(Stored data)
☆ ☆ ☆ ☆ ☆ ☆ ☆
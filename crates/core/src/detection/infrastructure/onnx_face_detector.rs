/// BlazeFace feature detector using ONNX Runtime via `ort`.
///
/// Decodes face boxes plus the six BlazeFace keypoints, which lets a single
/// model answer detection requests for faces, eyes, and mouths. Eye and mouth
/// regions are derived from the keypoints of the strongest face in the frame.
use std::path::Path;

use crate::detection::domain::detection_set::{Detection, DetectionSet};
use crate::detection::domain::feature_class::FeatureClass;
use crate::detection::domain::region_detector::RegionDetector;
use crate::shared::frame::Frame;
use crate::shared::region::Region;

/// BlazeFace model input resolution.
const INPUT_SIZE: u32 = 128;

/// Default confidence threshold.
pub const DEFAULT_CONFIDENCE: f32 = 0.5;

/// NMS IoU threshold.
const NMS_IOU_THRESH: f64 = 0.3;

/// Number of BlazeFace anchors (short-range model).
const NUM_ANCHORS: usize = 896;

/// Number of keypoints decoded per face.
const NUM_KEYPOINTS: usize = 6;

/// BlazeFace keypoint indices (image-left eye and image-right eye are
/// resolved later by x ordering, so the model's own left/right labels
/// are irrelevant here).
const KP_EYE_A: usize = 0;
const KP_EYE_B: usize = 1;
const KP_MOUTH: usize = 3;

/// Eye region side length as a fraction of the face width.
const EYE_SCALE: f32 = 0.25;

/// Mouth region width/height as fractions of the face box.
const MOUTH_WIDTH_SCALE: f32 = 0.4;
const MOUTH_HEIGHT_SCALE: f32 = 0.25;

/// Face/eye/mouth detector backed by an ONNX Runtime session.
pub struct OnnxFaceDetector {
    session: ort::session::Session,
    confidence: f32,
    anchors: Vec<[f32; 2]>,
}

impl OnnxFaceDetector {
    /// Load a BlazeFace ONNX model.
    pub fn new(model_path: &Path, confidence: f32) -> Result<Self, Box<dyn std::error::Error>> {
        let session = ort::session::Session::builder()?.commit_from_file(model_path)?;
        let anchors = generate_anchors();
        Ok(Self {
            session,
            confidence,
            anchors,
        })
    }

    /// Run inference and decode all faces above the confidence threshold.
    fn detect_faces(&mut self, frame: &Frame) -> Result<Vec<RawDet>, Box<dyn std::error::Error>> {
        let fw = frame.width() as f32;
        let fh = frame.height() as f32;

        let input_tensor = preprocess(frame, INPUT_SIZE);
        let input_value = ort::value::Tensor::from_array(input_tensor)?;
        let outputs = self.session.run(ort::inputs![input_value])?;

        // BlazeFace outputs two tensors:
        // - regressors: [1, 896, 16] (box deltas + 6 keypoint pairs)
        // - classificators: [1, 896, 1] (confidence scores)
        if outputs.len() < 2 {
            return Err(
                format!("BlazeFace model expected 2 outputs, got {}", outputs.len()).into(),
            );
        }

        let regressors = outputs[0].try_extract_array::<f32>()?;
        let scores = outputs[1].try_extract_array::<f32>()?;
        let reg_data = regressors.as_slice().ok_or("Cannot get regressor slice")?;
        let score_data = scores.as_slice().ok_or("Cannot get score slice")?;

        let mut raw_dets = Vec::new();
        let num_anchors = self.anchors.len().min(NUM_ANCHORS);

        for (i, &raw_score) in score_data.iter().enumerate().take(num_anchors) {
            let score = sigmoid(raw_score);
            if score < self.confidence {
                continue;
            }

            let anchor = &self.anchors[i];
            let reg_offset = i * 16;
            if reg_offset + 16 > reg_data.len() {
                break;
            }

            // Box center + size are deltas relative to the anchor
            let cx = anchor[0] + reg_data[reg_offset] / INPUT_SIZE as f32;
            let cy = anchor[1] + reg_data[reg_offset + 1] / INPUT_SIZE as f32;
            let w = reg_data[reg_offset + 2] / INPUT_SIZE as f32;
            let h = reg_data[reg_offset + 3] / INPUT_SIZE as f32;

            let x1 = ((cx - w / 2.0) * fw).max(0.0);
            let y1 = ((cy - h / 2.0) * fh).max(0.0);
            let x2 = ((cx + w / 2.0) * fw).min(fw);
            let y2 = ((cy + h / 2.0) * fh).min(fh);

            // Keypoints follow the box in the regressor, anchor-relative
            let mut keypoints = [(0.0f32, 0.0f32); NUM_KEYPOINTS];
            for (k, kp) in keypoints.iter_mut().enumerate() {
                let kx = anchor[0] + reg_data[reg_offset + 4 + k * 2] / INPUT_SIZE as f32;
                let ky = anchor[1] + reg_data[reg_offset + 5 + k * 2] / INPUT_SIZE as f32;
                *kp = (kx * fw, ky * fh);
            }

            raw_dets.push(RawDet {
                x1: x1 as f64,
                y1: y1 as f64,
                x2: x2 as f64,
                y2: y2 as f64,
                score: score as f64,
                keypoints,
            });
        }

        Ok(nms(&mut raw_dets, NMS_IOU_THRESH))
    }
}

impl RegionDetector for OnnxFaceDetector {
    fn detect(
        &mut self,
        frame: &Frame,
        class: FeatureClass,
    ) -> Result<DetectionSet, Box<dyn std::error::Error>> {
        // This model only knows faces; body requests belong to the person
        // detector.
        if class == FeatureClass::Body {
            return Ok(DetectionSet::empty());
        }

        let faces = self.detect_faces(frame)?;

        let detections = match class {
            FeatureClass::Face => faces
                .iter()
                .map(|d| face_detection(d, frame.width() as i32, frame.height() as i32))
                .collect(),
            FeatureClass::Eye => match best_face(&faces) {
                Some(face) => eye_detections(face),
                None => Vec::new(),
            },
            FeatureClass::Mouth => match best_face(&faces) {
                Some(face) => mouth_detections(face),
                None => Vec::new(),
            },
            FeatureClass::Body => unreachable!(),
        };

        Ok(DetectionSet::new(detections))
    }
}

/// Build a face detection with clamped region and frame-space keypoints.
fn face_detection(det: &RawDet, fw: i32, fh: i32) -> Detection {
    // x1/y1 are already clamped to >= 0 during decoding
    let x = det.x1 as i32;
    let y = det.y1 as i32;
    let w = ((det.x2 - det.x1) as i32).min(fw - x);
    let h = ((det.y2 - det.y1) as i32).min(fh - y);

    let mut d = Detection::with_confidence(Region::new(x, y, w, h), det.score as f32);
    d.keypoints = Some(det.keypoints.to_vec());
    d
}

/// The highest-scoring face, if any.
fn best_face(faces: &[RawDet]) -> Option<&RawDet> {
    faces.iter().max_by(|a, b| {
        a.score
            .partial_cmp(&b.score)
            .unwrap_or(std::cmp::Ordering::Equal)
    })
}

/// Square regions centered on the two eye keypoints of one face.
fn eye_detections(face: &RawDet) -> Vec<Detection> {
    let face_w = (face.x2 - face.x1) as f32;
    let side = (face_w * EYE_SCALE).max(1.0);
    [KP_EYE_A, KP_EYE_B]
        .iter()
        .map(|&k| {
            let (kx, ky) = face.keypoints[k];
            let region = centered_region(kx, ky, side, side);
            Detection::with_confidence(region, face.score as f32)
        })
        .collect()
}

/// A region centered on the mouth keypoint, sized relative to the face box.
fn mouth_detections(face: &RawDet) -> Vec<Detection> {
    let face_w = (face.x2 - face.x1) as f32;
    let face_h = (face.y2 - face.y1) as f32;
    let (kx, ky) = face.keypoints[KP_MOUTH];
    let w = (face_w * MOUTH_WIDTH_SCALE).max(1.0);
    let h = (face_h * MOUTH_HEIGHT_SCALE).max(1.0);
    vec![Detection::with_confidence(
        centered_region(kx, ky, w, h),
        face.score as f32,
    )]
}

fn centered_region(cx: f32, cy: f32, w: f32, h: f32) -> Region {
    Region::new(
        (cx - w / 2.0).round() as i32,
        (cy - h / 2.0).round() as i32,
        w.round() as i32,
        h.round() as i32,
    )
}

// ---------------------------------------------------------------------------
// Preprocessing
// ---------------------------------------------------------------------------

/// Resize frame to `size × size` and normalize to [0,1] NCHW float32.
fn preprocess(frame: &Frame, size: u32) -> ndarray::Array4<f32> {
    let src = frame.as_ndarray();
    let src_h = frame.height() as usize;
    let src_w = frame.width() as usize;
    let s = size as usize;

    let mut tensor = ndarray::Array4::<f32>::zeros((1, 3, s, s));

    for y in 0..s {
        let src_y = (((y as f64 + 0.5) * src_h as f64 / s as f64) as usize).min(src_h - 1);
        for x in 0..s {
            let src_x = (((x as f64 + 0.5) * src_w as f64 / s as f64) as usize).min(src_w - 1);
            for c in 0..3 {
                tensor[[0, c, y, x]] = src[[src_y, src_x, c]] as f32 / 255.0;
            }
        }
    }

    tensor
}

// ---------------------------------------------------------------------------
// Anchor generation (BlazeFace short-range)
// ---------------------------------------------------------------------------

/// Generate BlazeFace anchors for the short-range model.
///
/// The short-range model uses two feature map sizes: 16×16 and 8×8,
/// with 2 and 6 anchors per cell respectively.
fn generate_anchors() -> Vec<[f32; 2]> {
    let strides = [(8, 2), (16, 6)]; // (stride, anchors_per_cell)
    let mut anchors = Vec::with_capacity(NUM_ANCHORS);

    for &(stride, num) in &strides {
        let grid_size = INPUT_SIZE as usize / stride;
        for y in 0..grid_size {
            for x in 0..grid_size {
                let cx = (x as f32 + 0.5) / grid_size as f32;
                let cy = (y as f32 + 0.5) / grid_size as f32;
                for _ in 0..num {
                    anchors.push([cx, cy]);
                }
            }
        }
    }

    anchors
}

// ---------------------------------------------------------------------------
// NMS
// ---------------------------------------------------------------------------

#[derive(Clone, Debug)]
struct RawDet {
    x1: f64,
    y1: f64,
    x2: f64,
    y2: f64,
    score: f64,
    keypoints: [(f32, f32); NUM_KEYPOINTS],
}

fn nms(dets: &mut [RawDet], iou_thresh: f64) -> Vec<RawDet> {
    dets.sort_by(|a, b| {
        b.score
            .partial_cmp(&a.score)
            .unwrap_or(std::cmp::Ordering::Equal)
    });

    let mut keep = Vec::new();
    let mut suppressed = vec![false; dets.len()];

    for i in 0..dets.len() {
        if suppressed[i] {
            continue;
        }
        keep.push(dets[i].clone());
        for j in (i + 1)..dets.len() {
            if suppressed[j] {
                continue;
            }
            if bbox_iou(&dets[i], &dets[j]) > iou_thresh {
                suppressed[j] = true;
            }
        }
    }
    keep
}

fn bbox_iou(a: &RawDet, b: &RawDet) -> f64 {
    let x1 = a.x1.max(b.x1);
    let y1 = a.y1.max(b.y1);
    let x2 = a.x2.min(b.x2);
    let y2 = a.y2.min(b.y2);

    let inter = (x2 - x1).max(0.0) * (y2 - y1).max(0.0);
    if inter == 0.0 {
        return 0.0;
    }
    let area_a = (a.x2 - a.x1) * (a.y2 - a.y1);
    let area_b = (b.x2 - b.x1) * (b.y2 - b.y1);
    inter / (area_a + area_b - inter)
}

fn sigmoid(x: f32) -> f32 {
    1.0 / (1.0 + (-x).exp())
}

// ---------------------------------------------------------------------------
// Tests
// ---------------------------------------------------------------------------

#[cfg(test)]
mod tests {
    use super::*;

    fn raw_face(x1: f64, y1: f64, x2: f64, y2: f64, score: f64) -> RawDet {
        let cx = ((x1 + x2) / 2.0) as f32;
        let cy = ((y1 + y2) / 2.0) as f32;
        RawDet {
            x1,
            y1,
            x2,
            y2,
            score,
            keypoints: [
                (cx - 20.0, cy - 10.0), // eye
                (cx + 20.0, cy - 10.0), // eye
                (cx, cy),               // nose
                (cx, cy + 25.0),        // mouth
                (cx - 40.0, cy),        // ear
                (cx + 40.0, cy),        // ear
            ],
        }
    }

    #[test]
    fn test_preprocess_shape() {
        let data = vec![128u8; 200 * 100 * 3];
        let frame = Frame::new(data, 200, 100, 3, 0);
        let tensor = preprocess(&frame, 128);
        assert_eq!(tensor.shape(), &[1, 3, 128, 128]);
    }

    #[test]
    fn test_preprocess_normalized() {
        let data = vec![255u8; 50 * 50 * 3];
        let frame = Frame::new(data, 50, 50, 3, 0);
        let tensor = preprocess(&frame, 128);
        // All source pixels are 255, so resized pixels should be ~1.0
        assert!((tensor[[0, 0, 0, 0]] - 1.0).abs() < 0.01);
    }

    #[test]
    fn test_generate_anchors_count() {
        let anchors = generate_anchors();
        // 16×16 grid × 2 anchors + 8×8 grid × 6 anchors = 512 + 384 = 896
        assert_eq!(anchors.len(), NUM_ANCHORS);
    }

    #[test]
    fn test_anchors_in_unit_range() {
        let anchors = generate_anchors();
        for a in &anchors {
            assert!(a[0] > 0.0 && a[0] < 1.0);
            assert!(a[1] > 0.0 && a[1] < 1.0);
        }
    }

    #[test]
    fn test_sigmoid_zero() {
        assert!((sigmoid(0.0) - 0.5).abs() < 1e-6);
    }

    #[test]
    fn test_sigmoid_saturates() {
        assert!((sigmoid(10.0) - 1.0).abs() < 0.001);
        assert!(sigmoid(-10.0) < 0.001);
    }

    #[test]
    fn test_nms_suppresses_overlapping() {
        let mut dets = vec![
            raw_face(0.0, 0.0, 100.0, 100.0, 0.9),
            raw_face(5.0, 5.0, 105.0, 105.0, 0.7),
        ];
        let kept = nms(&mut dets, 0.3);
        assert_eq!(kept.len(), 1);
        assert!((kept[0].score - 0.9).abs() < 1e-9);
    }

    #[test]
    fn test_nms_keeps_separate() {
        let mut dets = vec![
            raw_face(0.0, 0.0, 50.0, 50.0, 0.9),
            raw_face(200.0, 200.0, 250.0, 250.0, 0.8),
        ];
        let kept = nms(&mut dets, 0.3);
        assert_eq!(kept.len(), 2);
    }

    #[test]
    fn test_face_detection_carries_keypoints() {
        let det = raw_face(10.0, 10.0, 110.0, 110.0, 0.8);
        let d = face_detection(&det, 640, 480);
        assert_eq!(d.region.x, 10);
        assert_eq!(d.region.width, 100);
        let kps = d.keypoints.unwrap();
        assert_eq!(kps.len(), NUM_KEYPOINTS);
    }

    #[test]
    fn test_best_face_picks_highest_score() {
        let faces = vec![
            raw_face(0.0, 0.0, 50.0, 50.0, 0.6),
            raw_face(100.0, 0.0, 150.0, 50.0, 0.95),
        ];
        let best = best_face(&faces).unwrap();
        assert!((best.score - 0.95).abs() < 1e-9);
    }

    #[test]
    fn test_eye_detections_two_squares() {
        let face = raw_face(100.0, 100.0, 200.0, 200.0, 0.9);
        let eyes = eye_detections(&face);
        assert_eq!(eyes.len(), 2);
        // Face is 100 wide, so each eye is a 25x25 square
        for eye in &eyes {
            assert_eq!(eye.region.width, 25);
            assert_eq!(eye.region.height, 25);
        }
        // The two eyes sit on opposite sides of the face center
        assert!(eyes[0].region.x != eyes[1].region.x);
    }

    #[test]
    fn test_mouth_detection_sized_from_face() {
        let face = raw_face(100.0, 100.0, 200.0, 200.0, 0.9);
        let mouths = mouth_detections(&face);
        assert_eq!(mouths.len(), 1);
        assert_eq!(mouths[0].region.width, 40);
        assert_eq!(mouths[0].region.height, 25);
    }

    #[test]
    fn test_eye_detections_centered_on_keypoints() {
        let face = raw_face(100.0, 100.0, 200.0, 200.0, 0.9);
        let eyes = eye_detections(&face);
        let (kx, ky) = face.keypoints[KP_EYE_A];
        let r = eyes[0].region;
        let cx = r.x as f32 + r.width as f32 / 2.0;
        let cy = r.y as f32 + r.height as f32 / 2.0;
        assert!((cx - kx).abs() <= 1.0);
        assert!((cy - ky).abs() <= 1.0);
    }
}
☆ ☆ ☆ ☆ ☆ ☆ ☆
What you should do =>
Beginning at the line above with "let mut keypoints" and finishing at the line with "det.score as f32);", return each line exactly and return nothing else.

Your solution =>
            let mut keypoints = [(0.0f32, 0.0f32); NUM_KEYPOINTS];
            for (k, kp) in keypoints.iter_mut().enumerate() {
                let kx = anchor[0] + reg_data[reg_offset + 4 + k * 2] / INPUT_SIZE as f32;
                let ky = anchor[1] + reg_data[reg_offset + 5 + k * 2] / INPUT_SIZE as f32;
                *kp = (kx * fw, ky * fh);
            }

            raw_dets.push(RawDet {
                x1: x1 as f64,
                y1: y1 as f64,
                x2: x2 as f64,
                y2: y2 as f64,
                score: score as f64,
                keypoints,
            });
        }

        Ok(nms(&mut raw_dets, NMS_IOU_THRESH))
    }
}

impl RegionDetector for OnnxFaceDetector {
    fn detect(
        &mut self,
        frame: &Frame,
        class: FeatureClass,
    ) -> Result<DetectionSet, Box<dyn std::error::Error>> {
        // This model only knows faces; body requests belong to the person
        // detector.
        if class == FeatureClass::Body {
            return Ok(DetectionSet::empty());
        }

        let faces = self.detect_faces(frame)?;

        let detections = match class {
            FeatureClass::Face => faces
                .iter()
                .map(|d| face_detection(d, frame.width() as i32, frame.height() as i32))
                .collect(),
            FeatureClass::Eye => match best_face(&faces) {
                Some(face) => eye_detections(face),
                None => Vec::new(),
            },
            FeatureClass::Mouth => match best_face(&faces) {
                Some(face) => mouth_detections(face),
                None => Vec::new(),
            },
            FeatureClass::Body => unreachable!(),
        };

        Ok(DetectionSet::new(detections))
    }
}

/// Build a face detection with clamped region and frame-space keypoints.
fn face_detection(det: &RawDet, fw: i32, fh: i32) -> Detection {
    // x1/y1 are already clamped to >= 0 during decoding
    let x = det.x1 as i32;
    let y = det.y1 as i32;
    let w = ((det.x2 - det.x1) as i32).min(fw - x);
    let h = ((det.y2 - det.y1) as i32).min(fh - y);

    let mut d = Detection::with_confidence(Region::new(x, y, w, h), det.score as f32);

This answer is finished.